The second I shifted to a monthly retainer, those clients treated each minute like a rare resource. Don’t get me wrong, I don’t blame them at all. If I was paying for 5 hours whether they got used or not, I’d want to get my money’s worth. But for some reason, I didn’t expect the significant influx of emails asking me for an update on time spent/remaining.
Which leads me to lesson #2…

2. Time tracking is an art

My billing system didn’t have a great solution for retainer services. It had a way to set up recurring invoices + a way to track time, but not a way to deduct the retainer payment from time used. So instead, I used a solution on my computer to track my time. It worked great until I realized it does absolutely no good for the clients that want to know how much time they have left.
When it comes to retainer or hourly work, my biggest bit of advice is to find + use a system that clients can easily access so you aren’t spending those precious minutes updating them through email or calls on time remaining.

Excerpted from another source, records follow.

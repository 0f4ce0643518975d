//! # mailkeep-core
//!
//! Credential store for IMAP accounts.
//!
//! Account metadata (username, server) lives in a TOML document; passwords
//! live in the operating system's secret store. This crate provides:
//! - [`ConfigStore`]: reads and writes the accounts document
//! - [`SecretStore`]: the secret backend seam, with [`KeyringStore`] and
//!   [`MemoryStore`] implementations
//! - [`CredentialManager`]: CRUD over both stores, including migration of
//!   legacy plaintext passwords into the secret store
//!
//! ```no_run
//! use mailkeep_core::CredentialManager;
//!
//! # fn main() -> mailkeep_core::Result<()> {
//! let manager = CredentialManager::open(None)?;
//! manager.add("work", "alice", "s3cr3t", "imap.example.com")?;
//! if let Some(creds) = manager.get("work")? {
//!     println!("{} @ {}", creds.username, creds.server);
//! }
//! # Ok(())
//! # }
//! ```

#![warn(missing_docs)]
#![warn(clippy::all)]
#![warn(clippy::pedantic)]
#![forbid(unsafe_code)]

pub mod account;
pub mod config;
mod error;
mod manager;
pub mod secret;

pub use account::{
    AccountRecord, AccountStatus, AccountSummary, Credentials, Security, ServerAddress,
    ValidationError, ValidationResult, validate_account,
};
pub use config::{Accounts, ConfigError, ConfigResult, ConfigStore};
pub use error::{Error, ErrorKind, Operation, Result};
pub use manager::{
    AccountChanges, CredentialManager, MigrationOutcome, MigrationReport, RemovalPolicy,
};
pub use secret::{
    BackendInfo, KeyringStore, MemoryStore, SecretError, SecretResult, SecretStore,
    select_backend,
};
//! Account validation.

/// Validation error for account input.
#[derive(Debug, Clone, PartialEq, Eq)]
pub enum ValidationError {
    /// Account name is empty.
    EmptyName,
    /// Account name contains control characters.
    InvalidName,
    /// Username is empty.
    EmptyUsername,
    /// Server descriptor is empty.
    EmptyServer,
    /// Server descriptor has too many `:`-separated parts.
    InvalidServer,
    /// Server port is not a number in 1-65535.
    InvalidPort,
    /// SSL flag is neither `true` nor `false`.
    InvalidSecurity,
}

impl ValidationError {
    /// Get human-readable error message.
    #[must_use]
    pub const fn message(&self) -> &'static str {
        match self {
            Self::EmptyName => "Account name is required",
            Self::InvalidName => "Account name must not contain control characters",
            Self::EmptyUsername => "Username is required",
            Self::EmptyServer => "IMAP server is required",
            Self::InvalidServer => "Server must look like host[:port[:ssl]]",
            Self::InvalidPort => "IMAP port must be 1-65535",
            Self::InvalidSecurity => "SSL flag must be true or false",
        }
    }

    /// Get the field name this error relates to.
    #[must_use]
    pub const fn field(&self) -> &'static str {
        match self {
            Self::EmptyName | Self::InvalidName => "name",
            Self::EmptyUsername => "username",
            Self::EmptyServer | Self::InvalidServer | Self::InvalidPort | Self::InvalidSecurity => {
                "server"
            }
        }
    }
}

impl std::fmt::Display for ValidationError {
    fn fmt(&self, f: &mut std::fmt::Formatter<'_>) -> std::fmt::Result {
        write!(f, "{}", self.message())
    }
}

impl std::error::Error for ValidationError {}

/// Result of validating an account.
pub type ValidationResult = Result<(), Vec<ValidationError>>;

/// Validate the fields of an account before it is stored.
///
/// The server descriptor is opaque here: it only has to be present.
/// [`ServerAddress::parse`](super::ServerAddress::parse) is for display.
/// Any password is accepted, including an empty one.
///
/// Returns `Ok(())` if valid, or `Err(Vec<ValidationError>)` with all errors.
///
/// # Errors
///
/// Returns a vector of `ValidationError` if any fields are invalid.
pub fn validate_account(name: &str, username: &str, server: &str) -> ValidationResult {
    let mut errors = Vec::new();

    if name.trim().is_empty() {
        errors.push(ValidationError::EmptyName);
    } else if name.chars().any(char::is_control) {
        errors.push(ValidationError::InvalidName);
    }

    if username.trim().is_empty() {
        errors.push(ValidationError::EmptyUsername);
    }

    if server.trim().is_empty() {
        errors.push(ValidationError::EmptyServer);
    }

    if errors.is_empty() {
        Ok(())
    } else {
        Err(errors)
    }
}

#[cfg(test)]
#[allow(
    clippy::unwrap_used,
    clippy::redundant_clone,
    clippy::manual_string_new,
    clippy::needless_collect,
    clippy::unreadable_literal,
    clippy::used_underscore_items,
    clippy::similar_names
)]
mod tests {
    use super::*;

    #[test]
    fn test_validate_empty_account() {
        let errors = validate_account("", "", "").unwrap_err();
        assert_eq!(
            errors,
            vec![
                ValidationError::EmptyName,
                ValidationError::EmptyUsername,
                ValidationError::EmptyServer,
            ]
        );
    }

    #[test]
    fn test_validate_complete_account() {
        assert!(validate_account("work", "alice", "imap.example.com").is_ok());
        assert!(validate_account("work", "alice", "imap.example.com:993:True").is_ok());
    }

    #[test]
    fn test_control_characters_in_name() {
        let errors = validate_account("wo\nrk", "alice", "imap.example.com").unwrap_err();
        assert_eq!(errors, vec![ValidationError::InvalidName]);
    }

    #[test]
    fn test_server_descriptor_is_opaque() {
        for server in ["[::1]:993", "imaps://imap.example.com", "host:993:ssl", "host:0"] {
            assert!(validate_account("work", "alice", server).is_ok(), "{server}");
        }
    }

    #[test]
    fn test_blank_server_is_reported_on_server_field() {
        let errors = validate_account("work", "alice", "   ").unwrap_err();
        assert_eq!(errors, vec![ValidationError::EmptyServer]);
        assert_eq!(errors[0].field(), "server");
    }
}
//! Credential manager.
//!
//! Reconciles the accounts document ([`ConfigStore`]) with the secret store
//! ([`SecretStore`]). The document is the authoritative index of accounts;
//! the secret store holds passwords keyed by account name. Callers only ever
//! talk to [`CredentialManager`].
//!
//! Per account, the combination of the two stores is in one of these states:
//!
//! | State             | Document record       | Secret  |
//! |-------------------|-----------------------|---------|
//! | unknown           | absent                | ignored |
//! | legacy plaintext  | with inline password  | ignored |
//! | secret present    | without password      | present |
//! | metadata only     | without password      | missing |
//!
//! Legacy records are migrated the first time they are read.
//!
//! Nothing here locks: two processes modifying accounts at the same time
//! race, and the last document write wins.

use std::path::PathBuf;

use tracing::{debug, info, warn};

use crate::account::{AccountRecord, AccountStatus, AccountSummary, Credentials, validate_account};
use crate::config::{Accounts, ConfigStore};
use crate::error::{Error, Operation, Result};
use crate::secret::{BackendInfo, KeyringStore, SecretStore, select_backend};

/// What `remove` does when the secret cannot be deleted.
///
/// A missing secret is never a problem; this only governs backend failures.
#[derive(Debug, Clone, Copy, PartialEq, Eq, Default)]
pub enum RemovalPolicy {
    /// Log a warning and remove the account anyway, possibly leaving an
    /// orphaned secret behind.
    #[default]
    Lenient,
    /// Fail with [`Error::SecretStorage`] and keep the account.
    Strict,
}

/// Optional field changes for [`CredentialManager::update`].
#[derive(Debug, Clone, Default, PartialEq, Eq)]
pub struct AccountChanges {
    /// New username.
    pub username: Option<String>,
    /// New password.
    pub password: Option<String>,
    /// New server descriptor.
    pub server: Option<String>,
}
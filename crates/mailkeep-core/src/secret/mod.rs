//! Secret storage backends.
//!
//! Passwords never touch the accounts document once migrated; they live in a
//! [`SecretStore`]. Every entry is keyed by [`entry_key`], which scopes the
//! account name under the fixed [`SERVICE_NAME`] namespace.
//!
//! Backends:
//! - [`KeyringStore`]: the platform's native credential storage
//!   (Secret Service on Linux, Keychain on macOS, Credential Manager on
//!   Windows). Selected at startup by [`select_backend`].
//! - [`MemoryStore`]: process-local map, never selected automatically.

mod memory;
mod native;

use serde::Serialize;
use thiserror::Error;

pub use self::memory::MemoryStore;
pub use self::native::KeyringStore;

/// Service namespace for every secret this application stores.
pub const SERVICE_NAME: &str = "mailkeep";

/// Builds the secret key for an account: `mailkeep:<account>`.
#[must_use]
pub fn entry_key(account: &str) -> String {
    format!("{SERVICE_NAME}:{account}")
}

/// Failure reported by a secret backend.
///
/// A missing entry is not an error: [`SecretStore::get`] returns `Ok(None)`
/// and [`SecretStore::delete`] succeeds.
#[derive(Debug, Error)]
pub enum SecretError {
    /// The backend is not running, locked, or refused access.
    #[error("{backend} is unavailable: {reason}")]
    Unavailable {
        /// Backend display name.
        backend: &'static str,
        /// What the platform reported.
        reason: String,
    },

    /// Any other failure reported by the backend.
    #[error("{backend} error: {reason}")]
    Backend {
        /// Backend display name.
        backend: &'static str,
        /// What the platform reported.
        reason: String,
    },
}

/// Result type for secret backend operations.
pub type SecretResult<T> = std::result::Result<T, SecretError>;

/// Diagnostic identification of a secret backend.
///
/// Contains nothing read from the store itself.
#[derive(Debug, Clone, PartialEq, Eq, Serialize)]
pub struct BackendInfo {
    /// Stable backend identifier (e.g. `secret-service`).
    pub id: &'static str,
    /// Human-readable backend name.
    pub name: &'static str,
    /// Position in the startup selection order; `0` means never auto-selected.
    pub priority: u8,
    /// Whether entries outlive the process.
    pub persistent: bool,
    /// Result of the startup probe, if one ran.
    pub available: Option<bool>,
    /// Why the probe failed, if it did.
    pub detail: Option<String>,
}

/// Key/value storage for account passwords.
///
/// Implementations derive the storage key from the account name with
/// [`entry_key`].
pub trait SecretStore {
    /// Stores `secret` for `account`, overwriting any existing value.
    ///
    /// # Errors
    ///
    /// Returns `SecretError` if the backend rejects the write.
    fn set(&self, account: &str, secret: &str) -> SecretResult<()>;

    /// Fetches the secret for `account`.
    ///
    /// # Returns
    /// `Some(secret)` if found, `None` if no entry exists
    ///
    /// # Errors
    ///
    /// Returns `SecretError` if the backend fails to answer.
    fn get(&self, account: &str) -> SecretResult<Option<String>>;

    /// Deletes the secret for `account`. Deleting a missing entry succeeds.
    ///
    /// # Errors
    ///
    /// Returns `SecretError` if the backend fails for any other reason.
    fn delete(&self, account: &str) -> SecretResult<()>;

    /// Identifies the backend for diagnostics.
    fn describe(&self) -> BackendInfo;
}

impl<T: SecretStore + ?Sized> SecretStore for &T {
    fn set(&self, account: &str, secret: &str) -> SecretResult<()> {
        (**self).set(account, secret)
    }

    fn get(&self, account: &str) -> SecretResult<Option<String>> {
        (**self).get(account)
    }

    fn delete(&self, account: &str) -> SecretResult<()> {
        (**self).delete(account)
    }

    fn describe(&self) -> BackendInfo {
        (**self).describe()
    }
}

impl<T: SecretStore + ?Sized> SecretStore for Box<T> {
    fn set(&self, account: &str, secret: &str) -> SecretResult<()> {
        (**self).set(account, secret)
    }

    fn get(&self, account: &str) -> SecretResult<Option<String>> {
        (**self).get(account)
    }

    fn delete(&self, account: &str) -> SecretResult<()> {
        (**self).delete(account)
    }

    fn describe(&self) -> BackendInfo {
        (**self).describe()
    }
}

/// Picks the secret backend for this process.
///
/// The platform keyring is the only automatic candidate. It is probed with a
/// write/read/delete round trip, and a backend that fails the probe is
/// reported rather than used.
///
/// # Errors
///
/// Returns `SecretError::Unavailable` if no functional backend exists.
pub fn select_backend() -> SecretResult<KeyringStore> {
    let store = KeyringStore::probe();
    let info = store.describe();
    if info.available == Some(true) {
        tracing::debug!(backend = info.id, "selected secret backend");
        Ok(store)
    } else {
        Err(SecretError::Unavailable {
            backend: info.name,
            reason: info
                .detail
                .unwrap_or_else(|| "probe round trip failed".to_string()),
        })
    }
}
#[test]
fn failed_overwrite_restores_previous_secret() {
    let dir = TempDir::new().unwrap();
    let manager = manager_with(&dir, MemoryStore::new());
    manager.add("work", "alice", "old-pw", "imap.example.com").unwrap();

    block_document_writes(&dir);
    let err = manager
        .add("work", "alice", "new-pw", "imap.example.com")
        .unwrap_err();

    assert_eq!(err.kind(), ErrorKind::Config);
    assert_eq!(
        manager.get("work").unwrap(),
        Some(Credentials::new("alice", "old-pw", "imap.example.com"))
    );
}

#[test]
fn overwrite_with_unreadable_previous_secret_keeps_it() {
    let dir = TempDir::new().unwrap();
    let manager = manager_with(&dir, FaultyStore::default());
    manager.add("work", "alice", "old-pw", "imap.example.com").unwrap();

    manager.secrets().fail_get.set(true);
    block_document_writes(&dir);
    let err = manager
        .add("work", "alice", "new-pw", "imap.example.com")
        .unwrap_err();
    assert_eq!(err.kind(), ErrorKind::SecretRetrieval);
    assert_eq!(err.account(), Some("work"));

    manager.secrets().fail_get.set(false);
    assert_eq!(manager.list().unwrap(), vec!["work"]);
    assert_eq!(
        manager.get("work").unwrap(),
        Some(Credentials::new("alice", "old-pw", "imap.example.com"))
    );
}

#[test]
fn failed_rollback_still_reports_document_failure() {
    let dir = TempDir::new().unwrap();
    let store = FaultyStore::default();
    store.fail_delete.set(true);
    let manager = manager_with(&dir, store);

    block_document_writes(&dir);
    let err = manager
        .add("new", "carol", "fresh", "imap.example.com")
        .unwrap_err();

    assert_eq!(err.kind(), ErrorKind::Config);
    assert!(manager.list().unwrap().is_empty());
    // The orphaned secret is the accepted leftover.
    assert_eq!(
        manager.secrets().inner.get("new").unwrap().as_deref(),
        Some("fresh")
    );
}

#[test]
fn add_does_not_write_document_when_secret_fails() {
    let dir = TempDir::new().unwrap();
    let store = FaultyStore::default();
    store.fail_set.set(true);
    let manager = manager_with(&dir, store);

    let err = manager
        .add("work", "alice", "pw", "imap.example.com")
        .unwrap_err();
    assert_eq!(err.kind(), ErrorKind::SecretStorage);
    assert!(manager.list().unwrap().is_empty());
    assert!(!document_path(&dir).exists());
}

#[test]
fn backend_failure_on_get_is_retrieval_error() {
    let dir = TempDir::new().unwrap();
    let manager = manager_with(&dir, FaultyStore::default());
    manager.add("work", "alice", "pw", "imap.example.com").unwrap();

    manager.secrets().fail_get.set(true);
    let err = manager.get("work").unwrap_err();
    assert_eq!(err.kind(), ErrorKind::SecretRetrieval);

    let summaries = manager.summaries().unwrap();
    assert_eq!(summaries[0].status, AccountStatus::Unreadable);
}

#[test]
fn lenient_remove_ignores_secret_failure() {
    let dir = TempDir::new().unwrap();
    let manager = manager_with(&dir, FaultyStore::default());
    manager.add("work", "alice", "pw", "imap.example.com").unwrap();

    manager.secrets().fail_delete.set(true);
    assert!(manager.remove("work").unwrap());
    assert!(manager.list().unwrap().is_empty());
}

#[test]
fn strict_remove_keeps_account_on_secret_failure() {
    let dir = TempDir::new().unwrap();
    let manager = manager_with(&dir, FaultyStore::default())
        .with_removal_policy(RemovalPolicy::Strict);
    manager.add("work", "alice", "pw", "imap.example.com").unwrap();

    manager.secrets().fail_delete.set(true);
    let err = manager.remove("work").unwrap_err();
    assert_eq!(err.kind(), ErrorKind::SecretStorage);
    assert_eq!(manager.list().unwrap(), vec!["work"]);
}

#[test]
fn strict_remove_of_legacy_account_ignores_secret_failure() {
    let dir = TempDir::new().unwrap();
    let manager = manager_with(&dir, FaultyStore::default())
        .with_removal_policy(RemovalPolicy::Strict);
    let mut accounts = manager.config().read().unwrap();
    accounts.insert(
        "old".to_string(),
        AccountRecord::legacy("bob", "imap.x.com", "plain"),
    );
    manager.config().write(&accounts).unwrap();

    manager.secrets().fail_delete.set(true);
    assert!(manager.remove("old").unwrap());
    assert!(manager.list().unwrap().is_empty());
}

#[test]
fn remove_of_legacy_account_without_secret() {
    let dir = TempDir::new().unwrap();
    let manager = manager_with(&dir, MemoryStore::new());
    let mut accounts = manager.config().read().unwrap();
    accounts.insert(
        "old".to_string(),
        AccountRecord::legacy("bob", "imap.x.com", "plain"),
    );
    manager.config().write(&accounts).unwrap();

    assert!(manager.remove("old").unwrap());
    assert!(!manager.remove("old").unwrap());
}
//! Command-line arguments.

use std::path::PathBuf;

use clap::{Parser, Subcommand};
use mailkeep_core::config::CONFIG_PATH_ENV;

/// Manage IMAP account credentials stored in the system keyring
#[derive(Parser)]
#[command(name = "mailkeep")]
#[command(author, version, about = "Manage IMAP account credentials stored in the system keyring")]
#[command(propagate_version = true)]
pub struct Cli {
    /// Path to the accounts document
    #[arg(short, long, global = true, env = CONFIG_PATH_ENV)]
    pub config: Option<PathBuf>,

    /// Log debug output to stderr
    #[arg(short, long, global = true)]
    pub verbose: bool,

    #[command(subcommand)]
    pub command: Commands,
}

/// Available CLI commands
#[derive(Subcommand)]
pub enum Commands {
    /// List all stored accounts
    #[command(about = "List all stored accounts and where their passwords live")]
    List {
        /// Print JSON instead of a table
        #[arg(long)]
        json: bool,
    },

    /// Show one account
    #[command(about = "Show an account's username and server")]
    Show {
        /// Account name
        name: String,
    },

    /// Add an account
    #[command(about = "Add an account, or replace one with the same name")]
    Add {
        /// Account name (e.g. 'work', 'personal')
        name: String,

        /// IMAP username
        #[arg(short, long)]
        username: String,

        /// IMAP server, as host[:port[:ssl]]
        #[arg(short, long)]
        server: String,

        /// IMAP password (prompted without echo if omitted)
        #[arg(short, long)]
        password: Option<String>,

        /// Replace an existing account without asking
        #[arg(short, long)]
        force: bool,
    },

    /// Update an account
    #[command(about = "Change fields of an existing account")]
    Update {
        /// Account name
        name: String,

        /// New IMAP username
        #[arg(short, long)]
        username: Option<String>,

        /// New IMAP server, as host[:port[:ssl]]
        #[arg(short, long)]
        server: Option<String>,

        /// New IMAP password (pass the flag without a value to be prompted)
        #[arg(short, long, num_args = 0..=1, default_missing_value = "")]
        password: Option<String>,
    },

    /// Remove an account
    #[command(about = "Remove an account and its stored password")]
    Remove {
        /// Account name
        name: String,

        /// Skip confirmation prompt
        #[arg(short, long)]
        force: bool,

        /// Fail instead of warning if the password cannot be deleted
        #[arg(long)]
        strict: bool,
    },

    /// Migrate plaintext passwords
    #[command(about = "Move plaintext passwords from the accounts document into the keyring")]
    Migrate {
        /// Skip confirmation prompt
        #[arg(short, long)]
        yes: bool,
    },

    /// Show backend information
    #[command(about = "Show the accounts document location and keyring backend")]
    Info {
        /// Print JSON instead of text
        #[arg(long)]
        json: bool,
    },
}

#[cfg(test)]
#[allow(clippy::unwrap_used)]
mod tests {
    use super::*;
    use clap::CommandFactory;

    #[test]
    fn verify_cli() {
        Cli::command().debug_assert();
    }

    #[test]
    fn update_password_flag_without_value_requests_prompt() {
        let cli = Cli::try_parse_from(["mailkeep", "update", "work", "-p"]).unwrap();
        match cli.command {
            Commands::Update { password, .. } => assert_eq!(password.as_deref(), Some("")),
            _ => panic!("expected update"),
        }
    }

    #[test]
    fn add_requires_username_and_server() {
        assert!(Cli::try_parse_from(["mailkeep", "add", "work"]).is_err());
        let cli = Cli::try_parse_from([
            "mailkeep", "add", "work", "-u", "alice", "-s", "imap.example.com",
        ])
        .unwrap();
        assert!(matches!(cli.command, Commands::Add { password: None, .. }));
    }
}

3. The last week of your billing cycle will be full of weird requests

Once your clients know how much time they have left, they will use what they can during the month with standard requests. But if they find themselves with 2 hours remaining + 5 business days before the next bill comes, you can bet they will get creative with things they want you to do.
A few months into this service, I created a list of suggested tasks for each client based on their needs + business. That way if they have time left over, they pick from the list instead of sending an email that goes something like “What can you do with 54 minutes before EOB on friday?”

4. Everyone will ask for an exception at least once

With all of my research + my lawyer on my side, I drafted a retainer agreement that clearly explained how hours could be used + when they expire. During phone calls + email threads, I reminded my clients of the changes. With all of that clear communication, every retainer client I have has asked for an exception to the agreement within the last year.
Again, I don’t blame them. The answer is always “no” if you don’t ask. But I honestly did not expect a few dozen emails requesting various versions of exceptions to my retainer service within the first year of it existing.
Most of the requests had to do with extending the time available to use up hours. But some related to overage rates, the length of our agreement {I require a minimum of 3 months} + downgrading to fewer hours during slow seasons.

For anyone offering their time for money, I think retainers are an extremely smart way to go. Not only does it help you plan your monthly/quarterly income, it also keeps your schedule more in your control. Just be prepared for the shift in how you work + the types of emails you’ll get in return.